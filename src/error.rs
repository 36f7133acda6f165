//! Crate-wide error types
//!
//! One flat error enum covering the failure taxonomy of the relay:
//! transport, protocol, routing, backpressure, lifecycle, and internal
//! errors. The read pump uses [`Error::severity`] to pick a log level,
//! so protocol noise from misbehaving peers stays out of the error log.

use thiserror::Error;
use tracing::Level;

use crate::protocol::MessageType;

/// Result alias used throughout the crate
pub type Result<T> = std::result::Result<T, Error>;

/// Error type for all relay operations
#[derive(Debug, Error)]
pub enum Error {
    /// WebSocket-level read/write/handshake failure
    #[error("websocket transport error: {0}")]
    Transport(#[from] tokio_tungstenite::tungstenite::Error),

    /// Underlying socket or file I/O failure
    #[error("i/o error: {0}")]
    Io(#[from] std::io::Error),

    /// Inbound frame is not a well-formed envelope
    #[error("malformed envelope: {0}")]
    MalformedEnvelope(#[source] serde_json::Error),

    /// Envelope payload does not match the schema for its type
    #[error("malformed payload: {0}")]
    MalformedPayload(#[source] serde_json::Error),

    /// No handler is registered for the envelope's type
    #[error("no handler registered for message type: {0}")]
    UnknownMessageType(MessageType),

    /// Targeted delivery addressed a client the hub does not know
    #[error("target client not found: {0}")]
    TargetNotFound(String),

    /// The connection's bounded send queue is saturated
    #[error("send queue is full")]
    SendQueueFull,

    /// One of the hub's producer queues is saturated
    #[error("hub {queue} queue is full")]
    HubQueueFull {
        /// Which hub queue rejected the request
        queue: &'static str,
    },

    /// The connection has been closed
    #[error("connection closed")]
    ConnectionClosed,

    /// The hub has been stopped and accepts no new work
    #[error("hub stopped")]
    HubStopped,

    /// Registration was rejected
    #[error("registration failed: {0}")]
    RegistrationFailed(String),

    /// The client has not completed registration with the relay
    #[error("client is not registered")]
    NotRegistered,

    /// A bounded operation exceeded its deadline
    #[error("operation timed out: {0}")]
    Timeout(&'static str),

    /// Encoding an outbound envelope failed
    #[error("serialization failed: {0}")]
    Serialization(#[source] serde_json::Error),

    /// Invariant violation or unexpected internal state
    #[error("internal error: {0}")]
    Internal(String),

    /// Invalid configuration value
    #[error("invalid configuration: {field}: {message}")]
    Config {
        /// Dotted path of the offending field
        field: String,
        /// Why the value was rejected
        message: String,
    },
}

impl Error {
    /// Create a configuration error
    pub fn config(field: impl Into<String>, message: impl Into<String>) -> Self {
        Self::Config {
            field: field.into(),
            message: message.into(),
        }
    }

    /// Log level appropriate for this error when it surfaces in a pump
    ///
    /// Protocol and routing failures are peer-induced and expected in
    /// normal operation; backpressure and lifecycle races are warnings;
    /// everything else indicates a fault on our side of the wire.
    pub fn severity(&self) -> Level {
        match self {
            Error::MalformedEnvelope(_)
            | Error::MalformedPayload(_)
            | Error::UnknownMessageType(_)
            | Error::TargetNotFound(_) => Level::INFO,
            Error::SendQueueFull
            | Error::HubQueueFull { .. }
            | Error::ConnectionClosed
            | Error::HubStopped
            | Error::NotRegistered
            | Error::RegistrationFailed(_)
            | Error::Timeout(_) => Level::WARN,
            Error::Transport(_)
            | Error::Io(_)
            | Error::Serialization(_)
            | Error::Internal(_)
            | Error::Config { .. } => Level::ERROR,
        }
    }
}

#[cfg(test)]
mod tests {
    use super::*;

    #[test]
    fn test_severity_classification() {
        assert_eq!(
            Error::TargetNotFound("bob".into()).severity(),
            Level::INFO
        );
        assert_eq!(Error::SendQueueFull.severity(), Level::WARN);
        assert_eq!(Error::Internal("broken".into()).severity(), Level::ERROR);
    }

    #[test]
    fn test_config_error_display() {
        let err = Error::config("server.port", "invalid port number");
        assert_eq!(
            err.to_string(),
            "invalid configuration: server.port: invalid port number"
        );
    }
}
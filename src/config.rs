//! Application configuration
//!
//! Layered sources, later wins: defaults, config file (TOML or JSON),
//! `CONIC_*` environment variables, command-line flags (applied by the
//! binary). The final configuration is always validated.

use std::env;
use std::fmt;
use std::path::Path;
use std::time::Duration;

use serde::de::{self, Deserializer, Visitor};
use serde::{Deserialize, Serialize, Serializer};

use crate::error::{Error, Result};

/// Top-level configuration
#[derive(Debug, Clone, Default, Serialize, Deserialize)]
#[serde(default)]
pub struct Config {
    /// Listener configuration
    pub server: ServerConfig,
    /// Logging configuration
    pub logging: LoggingConfig,
}

/// Listener configuration
#[derive(Debug, Clone, Serialize, Deserialize)]
#[serde(default)]
pub struct ServerConfig {
    /// Host to bind to
    pub host: String,
    /// Port to bind to (1-65535)
    pub port: u16,
    /// Per-message read deadline on peer connections
    #[serde(
        deserialize_with = "deserialize_duration",
        serialize_with = "serialize_duration"
    )]
    pub read_timeout: Duration,
    /// Per-frame write deadline on peer connections
    #[serde(
        deserialize_with = "deserialize_duration",
        serialize_with = "serialize_duration"
    )]
    pub write_timeout: Duration,
    /// Deadline for completing the WebSocket upgrade after accept
    #[serde(
        deserialize_with = "deserialize_duration",
        serialize_with = "serialize_duration"
    )]
    pub idle_timeout: Duration,
}

impl Default for ServerConfig {
    fn default() -> Self {
        Self {
            host: "localhost".to_string(),
            port: 3000,
            read_timeout: Duration::from_secs(60),
            write_timeout: Duration::from_secs(10),
            idle_timeout: Duration::from_secs(120),
        }
    }
}

/// Logging configuration
#[derive(Debug, Clone, Serialize, Deserialize)]
#[serde(default)]
pub struct LoggingConfig {
    /// Log level (debug, info, warn, error)
    pub level: String,
    /// Log format (json, text)
    pub format: String,
}

impl Default for LoggingConfig {
    fn default() -> Self {
        Self {
            level: "info".to_string(),
            format: "json".to_string(),
        }
    }
}

impl Config {
    /// Load configuration from an optional file plus the environment
    pub fn load(path: Option<&Path>) -> Result<Self> {
        let mut config = match path {
            Some(path) => Self::from_file(path)?,
            None => Self::default(),
        };

        config.apply_env_overrides()?;
        config.validate()?;

        Ok(config)
    }

    /// Load configuration from a TOML or JSON file
    pub fn from_file(path: &Path) -> Result<Self> {
        let contents = std::fs::read_to_string(path)
            .map_err(|e| Error::config("config", format!("failed to read config file: {e}")))?;

        match path.extension().and_then(|ext| ext.to_str()) {
            Some("toml") => toml::from_str(&contents)
                .map_err(|e| Error::config("config", format!("failed to parse TOML config: {e}"))),
            Some("json") => serde_json::from_str(&contents)
                .map_err(|e| Error::config("config", format!("failed to parse JSON config: {e}"))),
            other => Err(Error::config(
                "config",
                format!("unsupported config file format: {:?}", other.unwrap_or("")),
            )),
        }
    }

    /// Apply `CONIC_*` environment variable overrides
    pub fn apply_env_overrides(&mut self) -> Result<()> {
        if let Ok(host) = env::var("CONIC_SERVER_HOST") {
            if !host.is_empty() {
                self.server.host = host;
            }
        }
        if let Ok(port) = env::var("CONIC_SERVER_PORT") {
            if !port.is_empty() {
                self.server.port = port.parse().map_err(|e| {
                    Error::config("server.port", format!("invalid port number: {e}"))
                })?;
            }
        }
        if let Ok(level) = env::var("CONIC_LOG_LEVEL") {
            if !level.is_empty() {
                self.logging.level = level;
            }
        }
        if let Ok(format) = env::var("CONIC_LOG_FORMAT") {
            if !format.is_empty() {
                self.logging.format = format;
            }
        }

        Ok(())
    }

    /// Validate the final configuration
    pub fn validate(&self) -> Result<()> {
        if self.server.host.is_empty() {
            return Err(Error::config("server.host", "host must not be empty"));
        }
        if self.server.port == 0 {
            return Err(Error::config("server.port", "invalid port number"));
        }
        if !matches!(self.logging.level.as_str(), "debug" | "info" | "warn" | "error") {
            return Err(Error::config(
                "logging.level",
                format!("unknown log level: {}", self.logging.level),
            ));
        }
        if !matches!(self.logging.format.as_str(), "json" | "text") {
            return Err(Error::config(
                "logging.format",
                format!("unknown log format: {}", self.logging.format),
            ));
        }

        Ok(())
    }

    /// Address the listener binds to
    pub fn bind_addr(&self) -> String {
        format!("{}:{}", self.server.host, self.server.port)
    }
}

/// Deserialize a duration from `"30s"`-style strings or bare seconds
fn deserialize_duration<'de, D>(deserializer: D) -> std::result::Result<Duration, D::Error>
where
    D: Deserializer<'de>,
{
    struct DurationVisitor;

    impl<'de> Visitor<'de> for DurationVisitor {
        type Value = Duration;

        fn expecting(&self, formatter: &mut fmt::Formatter) -> fmt::Result {
            formatter.write_str("a duration string like '30s' or '5m', or seconds as an integer")
        }

        fn visit_str<E>(self, value: &str) -> std::result::Result<Duration, E>
        where
            E: de::Error,
        {
            parse_duration(value).map_err(E::custom)
        }

        fn visit_u64<E>(self, value: u64) -> std::result::Result<Duration, E>
        where
            E: de::Error,
        {
            Ok(Duration::from_secs(value))
        }

        fn visit_i64<E>(self, value: i64) -> std::result::Result<Duration, E>
        where
            E: de::Error,
        {
            u64::try_from(value)
                .map(Duration::from_secs)
                .map_err(|_| E::custom("duration cannot be negative"))
        }
    }

    deserializer.deserialize_any(DurationVisitor)
}

/// Serialize a duration in the same scalar form the loader accepts
fn serialize_duration<S>(duration: &Duration, serializer: S) -> std::result::Result<S::Ok, S::Error>
where
    S: Serializer,
{
    if duration.subsec_nanos() == 0 {
        serializer.serialize_str(&format!("{}s", duration.as_secs()))
    } else {
        serializer.serialize_str(&format!("{}ms", duration.as_millis()))
    }
}

/// Parse common duration formats: `500ms`, `30s`, `5m`, `2h`, bare seconds
fn parse_duration(s: &str) -> std::result::Result<Duration, String> {
    if let Some(ms) = s.strip_suffix("ms") {
        let ms: u64 = ms.parse().map_err(|_| "invalid milliseconds")?;
        Ok(Duration::from_millis(ms))
    } else if let Some(secs) = s.strip_suffix('s') {
        let secs: u64 = secs.parse().map_err(|_| "invalid seconds")?;
        Ok(Duration::from_secs(secs))
    } else if let Some(mins) = s.strip_suffix('m') {
        let mins: u64 = mins.parse().map_err(|_| "invalid minutes")?;
        Ok(Duration::from_secs(mins * 60))
    } else if let Some(hours) = s.strip_suffix('h') {
        let hours: u64 = hours.parse().map_err(|_| "invalid hours")?;
        Ok(Duration::from_secs(hours * 3600))
    } else {
        let secs: u64 = s.parse().map_err(|_| "invalid duration format")?;
        Ok(Duration::from_secs(secs))
    }
}
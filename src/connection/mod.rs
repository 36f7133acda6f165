//! Per-peer connection engine
//!
//! Each accepted WebSocket is wrapped by a [`Connection`] running a read
//! pump and a write pump:
//!
//! ```text
//!   transport ──► read pump ──► decode ──► Router ──► handler
//!                                                        │
//!   transport ◄── write pump ◄── send queue ◄── send() ◄─┘
//! ```
//!
//! The send queue is bounded and offered to without blocking, so a slow
//! peer saturates only its own queue and never stalls the hub worker.

pub mod context;
pub mod engine;
pub mod options;

pub use context::RequestContext;
pub use engine::Connection;
pub use options::ConnectionOptions;
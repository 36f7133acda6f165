//! # conic
//!
//! WebRTC signaling relay. Peers connect over WebSocket, register under
//! a stable id, and exchange envelope-wrapped SDP, ICE candidate, and
//! data-channel messages addressed to other registered peers; the relay
//! forwards each envelope verbatim to its recipient.
//!
//! # Architecture
//!
//! ```text
//!   peer ──ws──► Connection ──► Router ──► handlers ──► Hub ─┐
//!                    ▲                                       │
//!                    └──────────── send queue ◄──────────────┘
//! ```
//!
//! - [`connection`] runs the per-peer read/write pumps with deadlines,
//!   keepalive, and a bounded send queue.
//! - [`hub`] is a single-writer actor owning the peer registry; all
//!   registration and routing decisions go through its worker.
//! - [`signaling`] binds the protocol to the hub: registration plus the
//!   verbatim relay handlers.
//! - [`server`] accepts connections and upgrades them on `/ws`.
//! - [`client`] is the peer-side counterpart used to talk to a relay.

pub mod client;
pub mod config;
pub mod connection;
pub mod error;
pub mod hub;
pub mod logging;
pub mod protocol;
pub mod server;
pub mod signaling;

pub use config::Config;
pub use error::{Error, Result};
pub use hub::{Hub, HubStats};
pub use protocol::{Envelope, MessageType};
pub use server::SignalServer;

/// Crate version
pub const VERSION: &str = env!("CARGO_PKG_VERSION");
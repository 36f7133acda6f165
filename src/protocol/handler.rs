//! Handler seam between the router and the signaling logic
//!
//! A handler owns the semantics of one or more message types. Handlers
//! run on the connection's read pump, so they must be reentrant and
//! must never block on peer I/O: side effects go through non-blocking
//! hub enqueues, awaiting at most the hub worker's bounded
//! acknowledgement.

use std::collections::HashMap;
use std::sync::Arc;

use async_trait::async_trait;

use crate::connection::RequestContext;
use crate::error::{Error, Result};
use crate::protocol::message::{Envelope, MessageType};

/// Processes envelopes of a specific type
#[async_trait]
pub trait MessageHandler: Send + Sync {
    /// Handle an envelope, optionally producing a response for the sender
    async fn handle(&self, ctx: &RequestContext, envelope: &Envelope) -> Result<Option<Envelope>>;

    /// Whether this handler accepts the given message type
    fn can_handle(&self, message_type: MessageType) -> bool;
}

/// Mapping from message type to handler
///
/// Registration completes before the router starts serving; the registry
/// is never mutated afterwards, so lookups need no synchronization.
#[derive(Default)]
pub struct HandlerRegistry {
    handlers: HashMap<MessageType, Arc<dyn MessageHandler>>,
}

impl HandlerRegistry {
    /// Create an empty registry
    pub fn new() -> Self {
        Self::default()
    }

    /// Register a handler for a message type
    pub fn register(&mut self, message_type: MessageType, handler: Arc<dyn MessageHandler>) {
        self.handlers.insert(message_type, handler);
    }

    /// Look up the handler for a message type
    pub fn get(&self, message_type: MessageType) -> Option<&Arc<dyn MessageHandler>> {
        self.handlers.get(&message_type)
    }

    /// Dispatch an envelope to its handler
    pub async fn handle(
        &self,
        ctx: &RequestContext,
        envelope: &Envelope,
    ) -> Result<Option<Envelope>> {
        let handler = self
            .get(envelope.message_type)
            .ok_or(Error::UnknownMessageType(envelope.message_type))?;

        handler.handle(ctx, envelope).await
    }
}
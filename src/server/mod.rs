//! WebSocket signaling server
//!
//! Accepts TCP connections, upgrades them on the `/ws` endpoint, and
//! hands each one to the connection engine.

pub mod listener;

pub use listener::SignalServer;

....................

Brief ->
The expected answer is an exact copy of the lines above, beginning at the line with "pub fn load(path: Option<&Path>)" and ending at the line with "let contents = std::fs::read_to_string(path)", with both ends in.

Written answer ->
    pub fn load(path: Option<&Path>) -> Result<Self> {
        let mut config = match path {
            Some(path) => Self::from_file(path)?,
            None => Self::default(),
        };

        config.apply_env_overrides()?;
        config.validate()?;

        Ok(config)
    }

    /// Load configuration from a TOML or JSON file
    pub fn from_file(path: &Path) -> Result<Self> {
        let contents = std::fs::read_to_string(path)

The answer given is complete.